■ Exercise goal:
The only acceptable output is every entry, printed exactly.

■ Records drawn from a dataset:
//! Raw PCM buffer helpers
//!
//! All decoded audio in this service is little-endian mono: f32le for the
//! fingerprint and embedding paths, s16le only as chromaprint input.

/// Bytes per sample for f32le PCM
pub const BYTES_PER_F32: usize = 4;

/// Bytes per sample for s16le PCM
pub const BYTES_PER_S16: usize = 2;

/// Duration of a PCM buffer in seconds.
pub fn duration_seconds(byte_len: usize, sample_rate: u32, bytes_per_sample: usize) -> f64 {
    byte_len as f64 / (sample_rate as f64 * bytes_per_sample as f64)
}

/// Reinterpret f32le bytes as samples. A trailing partial sample is dropped.
pub fn bytes_to_f32(pcm: &[u8]) -> Vec<f32> {
    pcm.chunks_exact(BYTES_PER_F32)
        .map(|b| f32::from_le_bytes([b[0], b[1], b[2], b[3]]))
        .collect()
}

/// Convert f32le PCM to s16le PCM.
///
/// Scales by 32767 and clamps to the s16 range, matching what the
/// chromaprint tool expects as `-signed` input.
pub fn f32le_to_s16le(pcm_f32le: &[u8]) -> Vec<u8> {
    let mut out = Vec::with_capacity(pcm_f32le.len() / 2);
    for b in pcm_f32le.chunks_exact(BYTES_PER_F32) {
        let sample = f32::from_le_bytes([b[0], b[1], b[2], b[3]]);
        let scaled = (sample * 32767.0).clamp(-32768.0, 32767.0) as i16;
        out.extend_from_slice(&scaled.to_le_bytes());
    }
    out
}

/// Extract a time window from f32le PCM, clamped to the buffer bounds.
///
/// Returns an empty slice when the clamped window collapses.
pub fn extract_window(pcm: &[u8], start_sec: f64, stop_sec: f64, sample_rate: u32) -> &[u8] {
    let start_byte = (start_sec * sample_rate as f64) as usize * BYTES_PER_F32;
    let stop_byte = (stop_sec * sample_rate as f64) as usize * BYTES_PER_F32;

    let start_byte = start_byte.min(pcm.len());
    let stop_byte = stop_byte.clamp(start_byte, pcm.len());

    &pcm[start_byte..stop_byte]
}

#[cfg(test)]
mod tests {
    use super::*;

    fn f32le_bytes(samples: &[f32]) -> Vec<u8> {
        samples.iter().flat_map(|s| s.to_le_bytes()).collect()
    }

    fn s16le_to_f32le(pcm: &[u8]) -> Vec<f32> {
        pcm.chunks_exact(BYTES_PER_S16)
            .map(|b| i16::from_le_bytes([b[0], b[1]]) as f32 / 32767.0)
            .collect()
    }

    #[test]
    fn duration_of_one_second_16k_f32() {
        assert_eq!(duration_seconds(16_000 * 4, 16_000, BYTES_PER_F32), 1.0);
    }

    #[test]
    fn duration_of_empty_buffer_is_zero() {
        assert_eq!(duration_seconds(0, 48_000, BYTES_PER_F32), 0.0);
    }

    #[test]
    fn s16_conversion_clamps_out_of_range_samples() {
        let bytes = f32le_bytes(&[2.0, -2.0]);
        let s16 = f32le_to_s16le(&bytes);
        assert_eq!(i16::from_le_bytes([s16[0], s16[1]]), 32767);
        assert_eq!(i16::from_le_bytes([s16[2], s16[3]]), -32768);
    }

    #[test]
    fn s16_round_trip_loses_at_most_one_lsb() {
        let samples = [0.0f32, 0.25, -0.25, 0.5, -0.99, 0.999, -1.0, 1.0 / 3.0];
        let round_tripped = s16le_to_f32le(&f32le_to_s16le(&f32le_bytes(&samples)));
        for (orig, rt) in samples.iter().zip(round_tripped.iter()) {
            assert!(
                (orig - rt).abs() <= 1.0 / 32767.0,
                "sample {} round-tripped to {}",
                orig,
                rt
            );
        }
    }

    #[test]
    fn extract_window_clamps_to_buffer() {
        // 2 seconds at a toy 4 Hz rate = 32 bytes
        let pcm = f32le_bytes(&[0.0; 8]);
        assert_eq!(extract_window(&pcm, 0.0, 1.0, 4).len(), 16);
        assert_eq!(extract_window(&pcm, 1.5, 10.0, 4).len(), 8);
        assert!(extract_window(&pcm, 5.0, 6.0, 4).is_empty());
        assert!(extract_window(&pcm, 1.0, 0.5, 4).is_empty());
    }
}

■ Problem solution:
//! Raw PCM buffer helpers
//!
//! All decoded audio in this service is little-endian mono: f32le for the
//! fingerprint and embedding paths, s16le only as chromaprint input.

/// Bytes per sample for f32le PCM
pub const BYTES_PER_F32: usize = 4;

/// Bytes per sample for s16le PCM
pub const BYTES_PER_S16: usize = 2;

/// Duration of a PCM buffer in seconds.
pub fn duration_seconds(byte_len: usize, sample_rate: u32, bytes_per_sample: usize) -> f64 {
    byte_len as f64 / (sample_rate as f64 * bytes_per_sample as f64)
}

/// Reinterpret f32le bytes as samples. A trailing partial sample is dropped.
pub fn bytes_to_f32(pcm: &[u8]) -> Vec<f32> {
    pcm.chunks_exact(BYTES_PER_F32)
        .map(|b| f32::from_le_bytes([b[0], b[1], b[2], b[3]]))
        .collect()
}

/// Convert f32le PCM to s16le PCM.
///
/// Scales by 32767 and clamps to the s16 range, matching what the
/// chromaprint tool expects as `-signed` input.
pub fn f32le_to_s16le(pcm_f32le: &[u8]) -> Vec<u8> {
    let mut out = Vec::with_capacity(pcm_f32le.len() / 2);
    for b in pcm_f32le.chunks_exact(BYTES_PER_F32) {
        let sample = f32::from_le_bytes([b[0], b[1], b[2], b[3]]);
        let scaled = (sample * 32767.0).clamp(-32768.0, 32767.0) as i16;
        out.extend_from_slice(&scaled.to_le_bytes());
    }
    out
}

/// Extract a time window from f32le PCM, clamped to the buffer bounds.
///
/// Returns an empty slice when the clamped window collapses.
pub fn extract_window(pcm: &[u8], start_sec: f64, stop_sec: f64, sample_rate: u32) -> &[u8] {
    let start_byte = (start_sec * sample_rate as f64) as usize * BYTES_PER_F32;
    let stop_byte = (stop_sec * sample_rate as f64) as usize * BYTES_PER_F32;

    let start_byte = start_byte.min(pcm.len());
    let stop_byte = stop_byte.clamp(start_byte, pcm.len());

    &pcm[start_byte..stop_byte]
}

#[cfg(test)]
mod tests {
    use super::*;

    fn f32le_bytes(samples: &[f32]) -> Vec<u8> {
        samples.iter().flat_map(|s| s.to_le_bytes()).collect()
    }

    fn s16le_to_f32le(pcm: &[u8]) -> Vec<f32> {
        pcm.chunks_exact(BYTES_PER_S16)
            .map(|b| i16::from_le_bytes([b[0], b[1]]) as f32 / 32767.0)
            .collect()
    }

    #[test]
    fn duration_of_one_second_16k_f32() {
        assert_eq!(duration_seconds(16_000 * 4, 16_000, BYTES_PER_F32), 1.0);
    }

    #[test]
    fn duration_of_empty_buffer_is_zero() {
        assert_eq!(duration_seconds(0, 48_000, BYTES_PER_F32), 0.0);
    }

    #[test]
    fn s16_conversion_clamps_out_of_range_samples() {
        let bytes = f32le_bytes(&[2.0, -2.0]);
        let s16 = f32le_to_s16le(&bytes);
        assert_eq!(i16::from_le_bytes([s16[0], s16[1]]), 32767);
        assert_eq!(i16::from_le_bytes([s16[2], s16[3]]), -32768);
    }

    #[test]
    fn s16_round_trip_loses_at_most_one_lsb() {
        let samples = [0.0f32, 0.25, -0.25, 0.5, -0.99, 0.999, -1.0, 1.0 / 3.0];
        let round_tripped = s16le_to_f32le(&f32le_to_s16le(&f32le_bytes(&samples)));
        for (orig, rt) in samples.iter().zip(round_tripped.iter()) {
            assert!(
                (orig - rt).abs() <= 1.0 / 32767.0,
                "sample {} round-tripped to {}",
                orig,
                rt
            );
        }
    }

    #[test]
    fn extract_window_clamps_to_buffer() {
        // 2 seconds at a toy 4 Hz rate = 32 bytes
        let pcm = f32le_bytes(&[0.0; 8]);
        assert_eq!(extract_window(&pcm, 0.0, 1.0, 4).len(), 16);
        assert_eq!(extract_window(&pcm, 1.5, 10.0, 4).len(), 8);
        assert!(extract_window(&pcm, 5.0, 6.0, 4).is_empty());
        assert!(extract_window(&pcm, 1.0, 0.5, 4).is_empty());
    }
}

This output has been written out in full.